Of all the lines in the entries below, give again exactly those starting at the line containing "delivered so far." and ending at the line containing "let lagged = self.lagged.fetch_add(1, Ordering::Relaxed)", both ends included, and no others.

Stored data entries
:::::

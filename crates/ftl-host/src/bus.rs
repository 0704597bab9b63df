use std::collections::VecDeque;
use std::sync::atomic::{AtomicU64, Ordering};
use std::sync::{mpsc, Arc, Mutex};

use ftl_ledger::{EventSink, HostFault};
use ftl_types::{LedgerEvent, TypeError};
use tracing::{debug, warn};

/// An event as delivered to subscribers, numbered in publication order.
#[derive(Clone, Debug, PartialEq, Eq)]
pub struct PublishedEvent {
    pub seq: u64,
    pub name: String,
    pub payload: Vec<u8>,
}

impl PublishedEvent {
    pub fn decode(&self) -> Result<LedgerEvent, TypeError> {
        LedgerEvent::from_payload(&self.name, &self.payload)
    }
}

/// Filter for subscribing to a subset of events.
#[derive(Clone, Debug, Default)]
pub struct EventFilter {
    /// If set, only events with one of these names are delivered.
    pub names: Option<Vec<String>>,
}

impl EventFilter {
    pub fn named(names: &[&str]) -> Self {
        Self {
            names: Some(names.iter().map(|n| n.to_string()).collect()),
        }
    }

    pub fn matches(&self, event: &PublishedEvent) -> bool {
        match &self.names {
            Some(names) => names.iter().any(|n| *n == event.name),
            None => true,
        }
    }
}

/// Receiving end of a bus subscription.
///
/// The queue behind it is bounded. Events published while it is full are
/// dropped for this subscriber and counted in [`Subscription::lagged`].
pub struct Subscription {
    rx: mpsc::Receiver<PublishedEvent>,
    lagged: Arc<AtomicU64>,
}

impl Subscription {
    /// Next delivered event, if one is waiting.
    pub fn try_next(&self) -> Option<PublishedEvent> {
        self.rx.try_recv().ok()
    }

    /// Every event delivered so far.
    pub fn drain(&self) -> Vec<PublishedEvent> {
        self.rx.try_iter().collect()
    }

    /// Number of events dropped because the queue was full.
    pub fn lagged(&self) -> u64 {
        self.lagged.load(Ordering::Relaxed)
    }
}

struct Subscriber {
    filter: EventFilter,
    sender: mpsc::SyncSender<PublishedEvent>,
    lagged: Arc<AtomicU64>,
}

impl Subscriber {
    /// Offer `event` without blocking. Returns `false` once the receiver is
    /// gone.
    fn offer(&self, event: &PublishedEvent) -> bool {
        if !self.filter.matches(event) {
            return true;
        }
        match self.sender.try_send(event.clone()) {
            Ok(()) => true,
            Err(mpsc::TrySendError::Full(_)) => {
                let lagged = self.lagged.fetch_add(1, Ordering::Relaxed) + 1;
                warn!(seq = event.seq, lagged, "subscriber queue full; event dropped");
                true
            }
            Err(mpsc::TrySendError::Disconnected(_)) => false,
        }
    }
}

#[derive(Default)]
struct BusState {
    next_seq: u64,
    history: VecDeque<PublishedEvent>,
    subscribers: Vec<Subscriber>,
}

/// In-process event bus.
///
/// Events reach subscribers only once the invocation that produced them has
/// committed. A bounded history of recent events is kept for inspection.
pub struct EventBus {
    history_limit: usize,
    queue_capacity: usize,
    state: Mutex<BusState>,
}

impl EventBus {
    /// Keep up to `history_limit` recent events and queue at most
    /// `queue_capacity` undelivered events per subscriber.
    pub fn new(history_limit: usize, queue_capacity: usize) -> Self {
        Self {
            history_limit,
            queue_capacity: queue_capacity.max(1),
            state: Mutex::new(BusState::default()),
        }
    }

    pub fn subscribe(&self, filter: EventFilter) -> Subscription {
        let (tx, rx) = mpsc::sync_channel(self.queue_capacity);
        let lagged = Arc::new(AtomicU64::new(0));
        // A poisoned bus still hands out a subscription; it just never
        // receives anything.
        if let Ok(mut state) = self.state.lock() {
            state.subscribers.push(Subscriber {
                filter,
                sender: tx,
                lagged: Arc::clone(&lagged),
            });
        }
        Subscription { rx, lagged }
    }

    /// Publish a committed batch, in order.
    pub fn publish(&self, batch: Vec<(String, Vec<u8>)>) {
        let Ok(mut state) = self.state.lock() else {
            return;
        };
        for (name, payload) in batch {
            state.next_seq += 1;
            let event = PublishedEvent {
                seq: state.next_seq,
                name,
                payload,
            };
            // Drop subscribers whose receiver is gone.
            state.subscribers.retain(|sub| sub.offer(&event));
            debug!(seq = event.seq, name = %event.name, "event published");
            if self.history_limit > 0 {
                if state.history.len() == self.history_limit {
                    state.history.pop_front();
                }
                state.history.push_back(event);
            }
        }
    }

    /// Recently published events, oldest first.
    pub fn history(&self) -> Vec<PublishedEvent> {
        self.state
            .lock()
            .map(|s| s.history.iter().cloned().collect())
            .unwrap_or_default()
    }

    pub fn subscriber_count(&self) -> usize {
        self.state.lock().map(|s| s.subscribers.len()).unwrap_or(0)
    }
}

impl Default for EventBus {
    fn default() -> Self {
        Self::new(1024, 1024)
    }
}

/// Per-invocation [`EventSink`] that holds events until the host decides
/// whether the invocation commits.
#[derive(Default)]
pub struct EventBuffer {
    events: Mutex<Vec<(String, Vec<u8>)>>,
}

impl EventBuffer {
    pub fn new() -> Self {
        Self::default()
    }

    pub fn len(&self) -> usize {
        self.events.lock().map(|e| e.len()).unwrap_or(0)
    }

    pub fn is_empty(&self) -> bool {
        self.len() == 0
    }

    pub fn into_events(self) -> Vec<(String, Vec<u8>)> {
        self.events.into_inner().unwrap_or_default()
    }
}

impl EventSink for EventBuffer {
    fn emit(&self, name: &str, payload: &[u8]) -> Result<(), HostFault> {
        self.events
            .lock()
            .map_err(|_| HostFault::new("event buffer poisoned"))?
            .push((name.to_string(), payload.to_vec()));
        Ok(())
    }
}
//! Foundation types for the Fungible Token Ledger (FTL).
//!
//! This crate provides the identity, quantity, and event types shared by the
//! ledger engine, its storage adapters, and the host runtime. Every other FTL
//! crate depends on `ftl-types`.
//!
//! # Key Types
//!
//! - [`AccountId`] -- Opaque principal identity supplied by the host
//! - [`Quantity`] -- Unsigned 64-bit token amount
//! - [`LedgerEvent`] -- `Transfer` / `Approval` notifications emitted after a mutation

pub mod error;
pub mod event;
pub mod identity;
pub mod quantity;

pub use error::TypeError;
pub use event::{ApprovalEvent, EventName, LedgerEvent, TransferEvent};
pub use identity::AccountId;
pub use quantity::{format_quantity, parse_canonical_quantity, parse_quantity, Quantity};
use thiserror::Error;

/// Errors produced by type operations.
#[derive(Debug, Error, PartialEq, Eq)]
pub enum TypeError {
    #[error("invalid quantity: {0:?}")]
    InvalidQuantity(String),

    #[error("unknown event name: {0}")]
    UnknownEvent(String),

    #[error("serialization error: {0}")]
    Serialization(String),
}
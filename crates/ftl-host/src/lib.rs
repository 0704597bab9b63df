//! Reference host runtime for the Fungible Token Ledger.
//!
//! The ledger engine expects a host that verifies callers, wraps each
//! invocation in a storage transaction, and delivers events. This crate is
//! that host for tests, the CLI, and embedding:
//!
//! - [`Credential`] / [`CredentialResolver`] -- caller identity from a verified credential
//! - [`EventBus`] -- fan-out of committed events to subscribers
//! - [`Runtime`] -- transaction-per-invocation dispatch with panic containment
//! - [`Response`] -- the protocol-level result handed back to clients

pub mod auth;
pub mod bus;
pub mod config;
pub mod error;
pub mod response;
pub mod runtime;

pub use auth::{Credential, CredentialResolver};
pub use bus::{EventBus, EventBuffer, EventFilter, PublishedEvent, Subscription};
pub use config::HostConfig;
pub use error::{HostError, HostResult};
pub use response::{Response, Status};
pub use runtime::Runtime;
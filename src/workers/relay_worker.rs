use std::sync::Arc;
use std::time::Instant;

use async_trait::async_trait;
use chrono::{DateTime, Utc};
use tokio_util::sync::CancellationToken;
use tracing::Instrument;

use super::PeriodicTask;
use crate::config::RelayConfig;
use crate::error::{RelayError, StoreError};
use crate::events::RaisedEvent;
use crate::messaging::{MessageBus, OutboundMessage};
use crate::metrics::PATH_CATCH_UP;
use crate::store::{Outbox, OutboxStore};

// ============================================================================
// Relay Worker - catch-up publisher for the outbox table
// ============================================================================
//
// Per tick:
// 1. fetch up to `max_batch` unpublished rows newer than now - `window`,
//    oldest first
// 2. for each row: decode → publish (message id = row id) → mark published
// 3. a failing row is logged and skipped; the rest of the batch continues
// 4. cancellation is checked between rows, never mid-row
//
// Rows are flagged one at a time so a crash loses at most the row in flight.
//
// ============================================================================

#[derive(Debug, Default, Clone, Copy, PartialEq, Eq)]
pub struct TickReport {
    pub fetched: usize,
    pub published: usize,
    pub failed: usize,
    /// The tick stopped early on cancellation.
    pub cancelled: bool,
}

pub struct RelayWorker<S: OutboxStore> {
    outbox: Outbox<S>,
    bus: Arc<dyn MessageBus>,
    window: chrono::Duration,
    max_batch: usize,
}

impl<S: OutboxStore> RelayWorker<S> {
    pub fn new(outbox: Outbox<S>, bus: Arc<dyn MessageBus>) -> Self {
        Self::from_config(outbox, bus, &RelayConfig::default())
    }

    pub fn from_config(outbox: Outbox<S>, bus: Arc<dyn MessageBus>, config: &RelayConfig) -> Self {
        Self {
            outbox,
            bus,
            window: config.relay_window(),
            max_batch: config.max_batch,
        }
    }

    pub fn with_window(mut self, window: chrono::Duration) -> Self {
        self.window = window;
        self
    }

    pub fn with_max_batch(mut self, max_batch: usize) -> Self {
        self.max_batch = max_batch;
        self
    }

    /// One scan-and-publish pass. Only a failed fetch is an error; per-row
    /// failures are counted in the report.
    pub async fn tick(&self, cancel: &CancellationToken) -> Result<TickReport, StoreError> {
        let started = Instant::now();
        let after = Utc::now()
            .checked_sub_signed(self.window)
            .unwrap_or(DateTime::<Utc>::MIN_UTC);

        let rows = match self.outbox.fetch_unpublished(after, self.max_batch).await {
            Ok(rows) => rows,
            Err(e) => {
                if let Some(metrics) = self.outbox.metrics() {
                    metrics.record_tick(started.elapsed().as_secs_f64(), false);
                }
                return Err(e);
            }
        };

        let mut report = TickReport {
            fetched: rows.len(),
            ..TickReport::default()
        };
        if !rows.is_empty() {
            tracing::info!(row_count = rows.len(), "📬 Fetched unpublished outbox rows");
        }

        for row in &rows {
            if cancel.is_cancelled() {
                tracing::info!(
                    remaining = report.fetched - report.published - report.failed,
                    "Relay tick cancelled"
                );
                report.cancelled = true;
                break;
            }

            match self.relay_row(row).await {
                Ok(()) => report.published += 1,
                Err(e) => {
                    tracing::error!(
                        event_id = %row.id,
                        event_type = %row.event_type,
                        error_kind = e.kind(),
                        error = %e,
                        "❌ Failed to relay outbox row"
                    );
                    report.failed += 1;
                }
            }
        }

        self.refresh_backlog().await;
        if let Some(metrics) = self.outbox.metrics() {
            metrics.record_tick(started.elapsed().as_secs_f64(), true);
        }
        if report.fetched > 0 {
            tracing::info!(
                published = report.published,
                failed = report.failed,
                cancelled = report.cancelled,
                "Relay tick finished"
            );
        }

        Ok(report)
    }

    async fn relay_row(&self, row: &RaisedEvent) -> Result<(), RelayError> {
        let span = tracing::info_span!(
            "relay_row",
            event_id = %row.id,
            event_type = %row.event_type,
            conversation_id = tracing::field::Empty,
            activity_context = tracing::field::Empty,
        );
        if let Some(conversation_id) = row.metadata.conversation_id {
            span.record("conversation_id", tracing::field::display(conversation_id));
        }
        if let Some(activity_context) = &row.metadata.activity_context {
            span.record("activity_context", activity_context.as_str());
        }

        async {
            let event = self.outbox.serializer().extract(row).inspect_err(|_| {
                if let Some(metrics) = self.outbox.metrics() {
                    metrics.record_serialization_failure(&row.event_type, "decode");
                }
            })?;

            let published = self.bus.publish(OutboundMessage::from_row(row, event)).await;
            if let Some(metrics) = self.outbox.metrics() {
                metrics.record_publish(&row.event_type, PATH_CATCH_UP, published.is_ok());
            }
            published?;

            self.outbox.mark_published(row.id).await?;
            tracing::debug!("✅ Republished outbox row");
            Ok::<(), RelayError>(())
        }
        .instrument(span)
        .await
    }

    async fn refresh_backlog(&self) {
        let Some(metrics) = self.outbox.metrics() else {
            return;
        };
        match self.outbox.count_unpublished().await {
            Ok(count) => metrics.set_backlog(count),
            Err(e) => tracing::warn!(error = %e, "Could not count unpublished rows"),
        }
    }
}

#[async_trait]
impl<S: OutboxStore> PeriodicTask for RelayWorker<S> {
    fn name(&self) -> &'static str {
        "outbox-relay"
    }

    async fn run_once(&self, cancel: &CancellationToken) {
        if let Err(e) = self.tick(cancel).await {
            tracing::error!(error = %e, "Relay tick failed, retrying next interval");
        }
    }
}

:::::

→ TASK RESULT:
    /// Every event delivered so far.
    pub fn drain(&self) -> Vec<PublishedEvent> {
        self.rx.try_iter().collect()
    }

    /// Number of events dropped because the queue was full.
    pub fn lagged(&self) -> u64 {
        self.lagged.load(Ordering::Relaxed)
    }
}

struct Subscriber {
    filter: EventFilter,
    sender: mpsc::SyncSender<PublishedEvent>,
    lagged: Arc<AtomicU64>,
}

impl Subscriber {
    /// Offer `event` without blocking. Returns `false` once the receiver is
    /// gone.
    fn offer(&self, event: &PublishedEvent) -> bool {
        if !self.filter.matches(event) {
            return true;
        }
        match self.sender.try_send(event.clone()) {
            Ok(()) => true,
            Err(mpsc::TrySendError::Full(_)) => {
                let lagged = self.lagged.fetch_add(1, Ordering::Relaxed) + 1;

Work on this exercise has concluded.